• Records for the task:
==*==
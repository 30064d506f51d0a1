//! Built-in race and class tables.

use crate::entities::{ClassDefinition, RaceDefinition};
use crate::value_objects::{Ability, EquipmentCategory};

use Ability::*;
use EquipmentCategory::*;

fn race(name: &str, description: &str, features: &str, bonuses: &[(Ability, i32)]) -> RaceDefinition {
    bonuses.iter().fold(
        RaceDefinition::new(name, description, features),
        |race, &(ability, bonus)| race.with_bonus(ability, bonus),
    )
}

pub(super) fn races() -> Vec<RaceDefinition> {
    vec![
        race(
            "Human",
            "Humans hold to no single craft, so every undertaking comes easily to them.",
            "An extra +1 to every ability.",
            &[
                (Strength, 1),
                (Dexterity, 1),
                (Constitution, 1),
                (Intelligence, 1),
                (Wisdom, 1),
                (Charisma, 1),
            ],
        ),
        race(
            "Dragonborn",
            "A mystic race whose origins have never been fully uncovered.",
            "Draconic ancestry (elemental resistance and the breath weapon of their parent).",
            &[(Strength, 2), (Charisma, 1)],
        ),
        race(
            "Elf",
            "Adepts of forest magic and nature. They are nimble, wise and eloquent.",
            "Darkvision, protection from charm, innate magic.",
            &[(Dexterity, 2)],
        ),
        race(
            "Tiefling",
            "Mostly human, but with fiendish blood set firmly in their veins.",
            "Darkvision, fire resistance, infernal legacy (minor spellcasting).",
            &[(Intelligence, 1), (Charisma, 2)],
        ),
        race(
            "Dwarf",
            "A mountain folk known for their greed, magnificent beards and brute strength.",
            "Darkvision, resilience, poison resistance.",
            &[(Constitution, 2)],
        ),
        race(
            "Halfling",
            "Small folk who spend much of their free time resting and idling, not unlike the well-known hobbits.",
            "Darkvision, protection from fear, sleight of hand.",
            &[(Dexterity, 2)],
        ),
        race(
            "Gnome",
            "Not to be confused with dwarves. Gnomes live in meadows and forests and prefer mental work to brute force.",
            "Darkvision, magic resistance, gnomish cunning.",
            &[(Intelligence, 2)],
        ),
        race(
            "Half-Elf",
            "A blend of elves and humans who combine magical gifts with the adaptability they need to live among humans.",
            "Darkvision, resistance to charm, extra versatility.",
            &[(Dexterity, 1), (Charisma, 2)],
        ),
        race(
            "Half-Orc",
            "Of mixed human and orc descent, with the strength and will to survive inherited from the orcs.",
            "Darkvision, relentless fury, savage strength.",
            &[(Strength, 2), (Constitution, 1)],
        ),
        race(
            "Drow",
            "Elves whose origins differ from their woodland kin. Their distant ancestors were bound to the forces of evil.",
            "Darkvision, fire resistance, innate magic.",
            &[(Dexterity, 1), (Intelligence, 1), (Charisma, 1)],
        ),
    ]
}

fn class(
    name: &str,
    description: &str,
    weapons: &[&str],
    gear: &[&str],
    tools: &[&str],
    class_items: &[&str],
) -> ClassDefinition {
    ClassDefinition::new(name, description)
        .with_items(Weapon, weapons.iter().copied())
        .with_items(Gear, gear.iter().copied())
        .with_items(Tools, tools.iter().copied())
        .with_items(ClassItem, class_items.iter().copied())
}

pub(super) fn classes() -> Vec<ClassDefinition> {
    vec![
        class(
            "Bard",
            "Scholar, skald or scoundrel, a bard weaves magic from words and music to inspire allies, demoralize foes, create illusions and even heal wounds.",
            &["Rapier", "Longsword", "Dagger"],
            &["Leather armor", "Robe"],
            &["Entertainer's pack", "Diplomat's pack", "Scholar's books"],
            &["Lute", "Flute", "Violin"],
        ),
        class(
            "Barbarian",
            "Every barbarian shares one thing: rage. Unchecked, unquenchable and unthinking, like a cornered predator or the merciless blow of a hurricane.",
            &["Greataxe", "Warhammer", "Two handaxes"],
            &["Leather armor", "Chain mail", "Wraps"],
            &["Explorer's pack"],
            &["War horn"],
        ),
        class(
            "Fighter",
            "Questing knights, conquering warlords, royal champions and armored mercenaries all share a mastery of weapons, armor and the techniques of combat.",
            &["Greatsword", "Longsword", "Longbow"],
            &["Leather armor", "Chain mail"],
            &["Explorer's pack", "Dungeoneer's pack"],
            &[],
        ),
        class(
            "Wizard",
            "Adepts of high magic who draw on the subtle weave that permeates the universe to cast explosive fire, arcing lightning, subtle deception and blunt mind control.",
            &["Quarterstaff", "Dagger"],
            &["Robe"],
            &["Scholar's pack", "Component pouch"],
            &["Spellbook"],
        ),
        class(
            "Druid",
            "Calling on the elements or taking the shape of beasts, druids embody nature's resilience, adaptability and wrath as part of its indomitable will.",
            &["Battle staff", "Scimitar"],
            &["Leather armor", "Padded armor"],
            &["Explorer's pack"],
            &["Druidic staff"],
        ),
        class(
            "Cleric",
            "Intermediaries between the mortal world and the distant planes of the gods, clerics are as varied as the deities they serve.",
            &["Mace", "Warhammer"],
            &["Scale mail", "Chain mail", "Leather armor"],
            &["Explorer's pack", "Priest's pack"],
            &["Holy symbol and temple shield"],
        ),
        class(
            "Artificer",
            "Masters of awakening magic in ordinary objects, artificers treat magic as a complex system to decode and apply in spells and inventions.",
            &["Sword", "Light crossbow"],
            &["Studded leather armor", "Scale mail"],
            &["Thieves' tools", "Dungeoneer's pack"],
            &["Single-shot pistol"],
        ),
        class(
            "Warlock",
            "Seekers of the knowledge hidden in the fabric of the multiverse, bound by a pact with mysterious beings of otherworldly power.",
            &["Shortsword", "Light crossbow"],
            &["Leather armor"],
            &["Scholar's pack", "Dungeoneer's pack", "Component pouch"],
            &["Grimoire"],
        ),
        class(
            "Monk",
            "Whatever their discipline, monks share the ability to command the energy flowing through their bodies.",
            &["Quarterstaff", "Shortsword"],
            &["Wraps"],
            &["Explorer's pack", "Dungeoneer's pack"],
            &["Ki prayer beads"],
        ),
        class(
            "Paladin",
            "Whatever their origin and mission, paladins are united by their oath to stand against the forces of evil.",
            &["Greatsword", "Warhammer"],
            &["Chain mail", "Plate armor"],
            &["Explorer's pack", "Priest's pack"],
            &["Holy symbol"],
        ),
        class(
            "Rogue",
            "Rogues rely on skill, stealth and their foes' weak spots to get the upper hand in any situation.",
            &["Rapier", "Shortsword"],
            &["Hooded leather armor"],
            &["Burglar's pack", "Dungeoneer's pack", "Explorer's pack"],
            &["Daggers"],
        ),
        class(
            "Ranger",
            "Far from the bustle of cities, beyond the hedges that guard the farthest farms, rangers keep their unending watch.",
            &["Two scimitars", "Two shortswords"],
            &["Leather armor", "Scale mail"],
            &["Explorer's pack", "Dungeoneer's pack"],
            &["Longbow"],
        ),
        class(
            "Sorcerer",
            "Sorcerers carry magic granted at birth by an exotic bloodline, an otherworldly influence or exposure to unknown cosmic forces.",
            &["Two daggers", "Shortsword"],
            &["Robe"],
            &["Explorer's pack", "Dungeoneer's pack", "Component pouch"],
            &["Arcane family heirloom"],
        ),
    ]
}
//! Charforge store: persists finished characters as one text file each.

pub mod error;
pub mod file_store;
pub mod port;
pub mod sheet;

pub use error::StoreError;
pub use file_store::FileCharacterStore;
pub use port::{CharacterStore, CharacterSummary};
pub use sheet::CharacterSheet;

#[cfg(any(test, feature = "testing"))]
pub use port::MockCharacterStore;
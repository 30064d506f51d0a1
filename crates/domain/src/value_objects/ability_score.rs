//! Derived ability score and its modifier.

use serde::{Deserialize, Serialize};
use std::fmt;

use super::Ability;

/// Ability modifier for a score: `floor((score - 10) / 2)`.
///
/// Rust's `/` rounds toward zero, so an odd score below 10 would come out one
/// too high. `div_euclid` with a positive divisor is floor division.
pub fn ability_modifier(score: i32) -> i32 {
    (score - 10).div_euclid(2)
}

/// A final ability value (base + race bonus) together with its modifier.
#[derive(Debug, Clone, Copy, PartialEq, Eq, Serialize, Deserialize)]
pub struct AbilityScore {
    pub value: i32,
    pub modifier: i32,
}

impl AbilityScore {
    pub fn new(value: i32) -> Self {
        Self {
            value,
            modifier: ability_modifier(value),
        }
    }
}

/// Renders as `value (modifier)`, e.g. `16 (3)` or `8 (-1)`.
impl fmt::Display for AbilityScore {
    fn fmt(&self, f: &mut fmt::Formatter<'_>) -> fmt::Result {
        write!(f, "{} ({})", self.value, self.modifier)
    }
}

/// One final score per ability, always all six.
#[derive(Debug, Clone, Copy, PartialEq, Eq, Serialize, Deserialize)]
pub struct AbilityScores([AbilityScore; 6]);

impl AbilityScores {
    /// Builds the scores by evaluating `f` for every ability in display order.
    pub fn from_fn(f: impl FnMut(Ability) -> AbilityScore) -> Self {
        Self(Ability::ALL.map(f))
    }

    pub fn get(&self, ability: Ability) -> AbilityScore {
        self.0[ability.index()]
    }

    pub fn iter(&self) -> impl Iterator<Item = (Ability, AbilityScore)> + '_ {
        Ability::ALL.into_iter().zip(self.0.iter().copied())
    }
}
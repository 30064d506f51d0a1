//! Class definition - immutable catalog entry with its equipment catalog

use serde::{Deserialize, Serialize};
use std::collections::BTreeMap;

use crate::value_objects::EquipmentCategory;

/// A character class and the items it may start with.
#[derive(Debug, Clone, PartialEq, Eq, Serialize, Deserialize)]
pub struct ClassDefinition {
    /// Unique catalog key
    pub name: String,
    pub description: String,
    /// Ordered item names per category. A missing category offers nothing.
    #[serde(default)]
    pub equipment: BTreeMap<EquipmentCategory, Vec<String>>,
}

impl ClassDefinition {
    pub fn new(name: impl Into<String>, description: impl Into<String>) -> Self {
        Self {
            name: name.into(),
            description: description.into(),
            equipment: BTreeMap::new(),
        }
    }

    pub fn with_items<I, S>(mut self, category: EquipmentCategory, items: I) -> Self
    where
        I: IntoIterator<Item = S>,
        S: Into<String>,
    {
        self.equipment
            .insert(category, items.into_iter().map(Into::into).collect());
        self
    }

    /// Items offered for a category, in catalog order.
    pub fn items(&self, category: EquipmentCategory) -> &[String] {
        self.equipment
            .get(&category)
            .map(Vec::as_slice)
            .unwrap_or(&[])
    }

    pub fn offers(&self, category: EquipmentCategory, item: &str) -> bool {
        self.items(category).iter().any(|offered| offered == item)
    }
}

#[cfg(test)]
mod tests {
    use super::*;

    #[test]
    fn test_missing_category_is_empty() {
        let fighter = ClassDefinition::new("Fighter", "Master of arms")
            .with_items(EquipmentCategory::Weapon, ["Greatsword", "Longbow"]);
        assert_eq!(fighter.items(EquipmentCategory::Weapon).len(), 2);
        assert!(fighter.items(EquipmentCategory::ClassItem).is_empty());
    }

    #[test]
    fn test_offers() {
        let bard = ClassDefinition::new("Bard", "Music and magic")
            .with_items(EquipmentCategory::ClassItem, ["Lute", "Flute"]);
        assert!(bard.offers(EquipmentCategory::ClassItem, "Lute"));
        assert!(!bard.offers(EquipmentCategory::ClassItem, "Drum"));
        assert!(!bard.offers(EquipmentCategory::Weapon, "Lute"));
    }

    #[test]
    fn test_equipment_json_keys() {
        let json = r#"{
            "name": "Monk",
            "description": "Ki",
            "equipment": { "weapon": ["Quarterstaff"], "class_item": ["Prayer beads"] }
        }"#;
        let class: ClassDefinition = serde_json::from_str(json).unwrap();
        assert_eq!(class.items(EquipmentCategory::Weapon), ["Quarterstaff"]);
        assert_eq!(class.items(EquipmentCategory::ClassItem), ["Prayer beads"]);
    }
}
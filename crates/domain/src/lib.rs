//! Charforge domain: catalog data, standard-array stat allocation and the
//! character record produced by a finished creation wizard.
//!
//! Everything here is pure. Persistence lives in `charforge-store` and the
//! wizard screens in `charforge-shell`.

pub mod allocation;
pub mod catalog;
pub mod draft;
pub mod entities;
pub mod error;
pub mod value_objects;

pub use allocation::{BaseChoice, StatAllocation, STANDARD_ARRAY};
pub use catalog::Catalog;
pub use draft::CharacterDraft;
pub use entities::{
    validate_character_name, CharacterRecord, ClassDefinition, EquipmentSelection,
    RaceDefinition,
};
pub use error::DomainError;
pub use value_objects::{ability_modifier, Ability, AbilityScore, AbilityScores, EquipmentCategory};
==*==
• Task instructions: Check each line of the records above for the word "Lute" and report how many lines have it, as a number only.

• Problem solution: 4